Problem of duplicate records in databases arises when a table doesn’t have a primary or unique key. Nevertheless, its easy to find duplicate records in the table by using “Group By” and “Having” clauses of SQL query.
Group by clause is used to group data based upon one or more columns. In our simple example here, we’ll find the duplicate rows on names and contact numbers. First let’s build a small table which has three columns. Not to mention that the data is fake and is meant just for the sake of example:
Id | Name | ContactNumber |
1 | John | 12345678 |
2 | Allan | 112233445 |
3 | Harry | 87654321 |
4 | Allan | 112233445 |
5 | Tom | 12324543 |
6 | Bob | 989876761 |
7 | John | 12345678 |
SELECT name, COUNT(name) FROM contacts GROUP BY name, contactnumber;
The result will be like
name | Count(name) |
John | 2 |
Allan | 2 |
Harry | 1 |
Tom | 1 |
Bob | 1 |
This is good to see but not exactly what we want.

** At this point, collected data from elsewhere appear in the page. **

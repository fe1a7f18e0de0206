use std::net::SocketAddr;
use std::sync::Arc;
use std::time::Duration;
use tokio::io::{AsyncBufReadExt, AsyncReadExt, AsyncWriteExt, BufReader};
use tokio::net::TcpListener;
use tokio::sync::Mutex;
use tokio_util::sync::CancellationToken;

use spamc_rs::config::{SecurityConfig, SpamAssassinConfig};
use spamc_rs::security::RequestValidator;
use spamc_rs::spamc::{ScanOptions, SpamDaemon, SpamcClient};
use spamc_rs::tools::{ExplainScoreParams, ToolHandler};
use spamc_rs::SpamError;

const REPORT_RESPONSE: &str = "SPAMD/1.1 0 EX_OK\r\n\
Content-length: 412\r\n\
Spam: True ; 7.5 / 5.0\r\n\
\r\n\
Spam detection software, running on the system \"mx.example.com\",\n\
has identified this incoming email as possible spam.\n\
\n\
Content analysis details:   (7.5 points, 5.0 required)\n\
\n\
 pts rule name              description\n\
---- ---------------------- --------------------------------------------------\n\
 3.0 URGENT_SUBJECT         Subject is urgent\n\
 4.5 MONEY_PRIZE            Mentions prize money\n\
\n";

#[derive(Clone)]
enum Behavior {
    /// Answer every scan with this response, then close
    Reply(&'static str),
    /// Accept and read the request but never answer
    Silent,
}

/// Requests received by a fake spamd, one string per connection
type Received = Arc<Mutex<Vec<String>>>;

/// Start a fake spamd on a loopback port
async fn start_fake_spamd(behavior: Behavior) -> (SocketAddr, Received) {
    let listener = TcpListener::bind("127.0.0.1:0").await.unwrap();
    let addr = listener.local_addr().unwrap();
    let received: Received = Arc::new(Mutex::new(Vec::new()));

    let log = received.clone();
    tokio::spawn(async move {
        loop {
            let Ok((socket, _)) = listener.accept().await else {
                break;
            };
            let log = log.clone();
            let behavior = behavior.clone();
            tokio::spawn(async move {
                let (reader, mut writer) = socket.into_split();
                let mut reader = BufReader::new(reader);

                // Request head, up to and including the blank line
                let mut head = String::new();
                let mut content_length = 0;
                loop {
                    let mut line = String::new();
                    if reader.read_line(&mut line).await.unwrap_or(0) == 0 {
                        return;
                    }
                    head.push_str(&line);
                    if line == "\r\n" {
                        break;
                    }
                    if let Some(value) = line.strip_prefix("Content-length:") {
                        content_length = value.trim().parse().unwrap();
                    }
                }

                let mut body = vec![0u8; content_length];
                reader.read_exact(&mut body).await.unwrap();
                let is_ping = head.starts_with("PING ");
                log.lock()
                    .await
                    .push(format!("{}{}", head, String::from_utf8_lossy(&body)));

                match behavior {
                    _ if is_ping => {
                        let _ = writer.write_all(b"SPAMD/1.5 0 PONG\r\n").await;
                    }
                    Behavior::Reply(response) => {
                        let _ = writer.write_all(response.as_bytes()).await;
                    }
                    Behavior::Silent => {
                        tokio::time::sleep(Duration::from_secs(30)).await;
                    }
                }
                let _ = writer.shutdown().await;
            });
        }
    });

    (addr, received)
}

fn client_for(addr: SocketAddr, timeout_secs: u64) -> SpamcClient {
    let config = SpamAssassinConfig {
        host: addr.ip().to_string(),
        port: addr.port(),
        timeout_secs,
        ..Default::default()
    };
    SpamcClient::new(&config).unwrap()
}

fn request(content: &str, options: ScanOptions) -> spamc_rs::security::ScanRequest {
    RequestValidator::new(1024 * 1024, true)
        .validate(content, options)
        .unwrap()
}

#[tokio::test]
async fn test_ping() {
    let (addr, received) = start_fake_spamd(Behavior::Reply("")).await;
    let client = client_for(addr, 5);

    client.ping().await.unwrap();

    let received = received.lock().await;
    assert_eq!(received.as_slice(), ["PING SPAMC/1.2\r\n\r\n".to_string()]);
}

#[tokio::test]
async fn test_ping_unreachable_daemon() {
    // Bind then drop to get a port with nothing listening
    let listener = TcpListener::bind("127.0.0.1:0").await.unwrap();
    let addr = listener.local_addr().unwrap();
    drop(listener);

    let client = client_for(addr, 2);
    match client.ping().await {
        Err(SpamError::DaemonUnreachable(msg)) => {
            assert!(!msg.contains(&addr.port().to_string()), "address leaked: {}", msg);
        }
        other => panic!("expected DaemonUnreachable, got {:?}", other),
    }
}

#[tokio::test]
async fn test_check_request_is_byte_exact() {
    let (addr, received) =
        start_fake_spamd(Behavior::Reply("SPAMD/1.1 0 EX_OK\r\nSpam: True ; 15.3 / 5.0\r\n\r\n")).await;
    let client = client_for(addr, 5);

    let content = "Subject: hi\r\n\r\nhello";
    let result = client
        .scan(&request(content, ScanOptions::default()))
        .await
        .unwrap();

    assert_eq!(result.score, 15.3);
    assert_eq!(result.threshold, 5.0);
    assert!(result.is_spam());
    assert!(result.rules_hit.is_empty());
    assert!(result.summary.is_none());

    let received = received.lock().await;
    assert_eq!(
        received[0],
        format!("CHECK SPAMC/1.2\r\nContent-length: {}\r\n\r\n{}", content.len(), content)
    );
}

#[tokio::test]
async fn test_report_with_bayes() {
    let (addr, received) = start_fake_spamd(Behavior::Reply(REPORT_RESPONSE)).await;
    let client = client_for(addr, 5);

    let options = ScanOptions {
        check_bayes: true,
        verbose: true,
    };
    let result = client
        .scan(&request("Subject: FREE MONEY NOW!!!\n\nClick here!", options))
        .await
        .unwrap();

    assert_eq!(result.score, 7.5);
    let names: Vec<&str> = result.rules_hit.iter().map(|r| r.name.as_str()).collect();
    assert_eq!(names, ["URGENT_SUBJECT", "MONEY_PRIZE"]);
    assert_eq!(result.rules_hit[1].description, "Mentions prize money");
    assert!(result.summary.unwrap().contains("Content analysis details"));
    assert_eq!(result.response_headers["Content-length"], "412");

    let received = received.lock().await;
    assert!(received[0].starts_with("REPORT SPAMC/1.2\r\nUser: bayes\r\nContent-length: "));
}

#[tokio::test]
async fn test_envelope_headers_never_sent() {
    let (addr, received) =
        start_fake_spamd(Behavior::Reply("SPAMD/1.1 0 EX_OK\r\nSpam: False ; 0.1 / 5.0\r\n\r\n")).await;
    let client = client_for(addr, 5);

    let content = "Return-Path: <bounce@example.com>\r\nSubject: hi\r\n\r\nbody";
    let result = client
        .scan(&request(content, ScanOptions::default()))
        .await
        .unwrap();
    assert!(!result.is_spam());

    let received = received.lock().await;
    assert!(!received[0].contains("Return-Path"));
    assert!(received[0].ends_with("Subject: hi\r\n\r\nbody"));
}

#[tokio::test]
async fn test_missing_spam_line_is_malformed() {
    let (addr, _) = start_fake_spamd(Behavior::Reply("SPAMD/1.1 0 EX_OK\r\nContent-length: 0\r\n\r\n")).await;
    let client = client_for(addr, 5);

    let result = client
        .scan(&request("Subject: hi\n\nbody", ScanOptions::default()))
        .await;
    assert!(matches!(result, Err(SpamError::MalformedResponse(_))));
}

#[tokio::test]
async fn test_daemon_error_status() {
    let (addr, _) = start_fake_spamd(Behavior::Reply("SPAMD/1.0 76 Bad header line\r\n\r\n")).await;
    let client = client_for(addr, 5);

    match client
        .scan(&request("Subject: hi\n\nbody", ScanOptions::default()))
        .await
    {
        Err(SpamError::MalformedResponse(msg)) => assert!(msg.contains("76")),
        other => panic!("expected MalformedResponse, got {:?}", other),
    }
}

#[tokio::test]
async fn test_silent_daemon_times_out() {
    let (addr, _) = start_fake_spamd(Behavior::Silent).await;
    let client = client_for(addr, 1);

    let result = client
        .scan(&request("Subject: hi\n\nbody", ScanOptions::default()))
        .await;
    assert!(matches!(result, Err(SpamError::Timeout("read"))));
}

#[tokio::test]
async fn test_explain_score_end_to_end() {
    let (addr, received) = start_fake_spamd(Behavior::Reply(REPORT_RESPONSE)).await;
    let tools = ToolHandler::new(Arc::new(client_for(addr, 5)), &SecurityConfig::default()).unwrap();

    let explanation = tools
        .explain_score(
            ExplainScoreParams {
                email_content: "Subject: FREE MONEY NOW!!!\n\nClick here!".to_string(),
            },
            &CancellationToken::new(),
        )
        .await
        .unwrap();

    assert_eq!(explanation.final_score, 7.5);
    assert!(explanation
        .explanation
        .starts_with("Final Score: 7.50 (Threshold: 5.00)\nClassification: SPAM"));
    assert!(explanation.explanation.ends_with(
        "Rules Triggered:\n\
         URGENT_SUBJECT: 3.00 - Subject is urgent\n\
         MONEY_PRIZE: 4.50 - Mentions prize money\n"
    ));

    let received = received.lock().await;
    assert!(received[0].starts_with("REPORT SPAMC/1.2\r\nUser: bayes\r\n"));
}

#[tokio::test]
async fn test_cancel_aborts_in_flight_scan() {
    let (addr, _) = start_fake_spamd(Behavior::Silent).await;
    let tools = ToolHandler::new(Arc::new(client_for(addr, 10)), &SecurityConfig::default()).unwrap();

    let cancel = CancellationToken::new();
    let trigger = cancel.clone();
    tokio::spawn(async move {
        tokio::time::sleep(Duration::from_millis(100)).await;
        trigger.cancel();
    });

    let result = tools
        .explain_score(
            ExplainScoreParams {
                email_content: "Subject: hi\n\nbody".to_string(),
            },
            &cancel,
        )
        .await;
    assert!(matches!(result, Err(SpamError::Cancelled)));
}
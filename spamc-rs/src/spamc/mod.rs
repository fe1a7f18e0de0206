//! SPAMC/1.2 protocol client
//!
//! - [`codec`]: request framing and response decoding (no I/O)
//! - [`client`]: the [`SpamDaemon`] trait and its TCP implementation
//! - [`retry`]: optional retry decorator
//! - [`types`]: scan options, verdicts and config snapshots

pub mod client;
pub mod codec;
pub mod retry;
pub mod types;

pub use client::{SpamDaemon, SpamcClient};
pub use codec::ResponseGrammar;
pub use retry::RetryingDaemon;
pub use types::*;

We need to filter out the duplicate rows on name and contact number columns, so we add Having clause to the query and the final sql statement will become
SELECT name, COUNT(name) as occurrence FROM contacts GROUP BY name, contactnumber having occurrence > 1;
Now the result will be like
name | occurence |
John | 2 |
Allan | 2 |
So here John and Allan are the duplicate rows found in the table.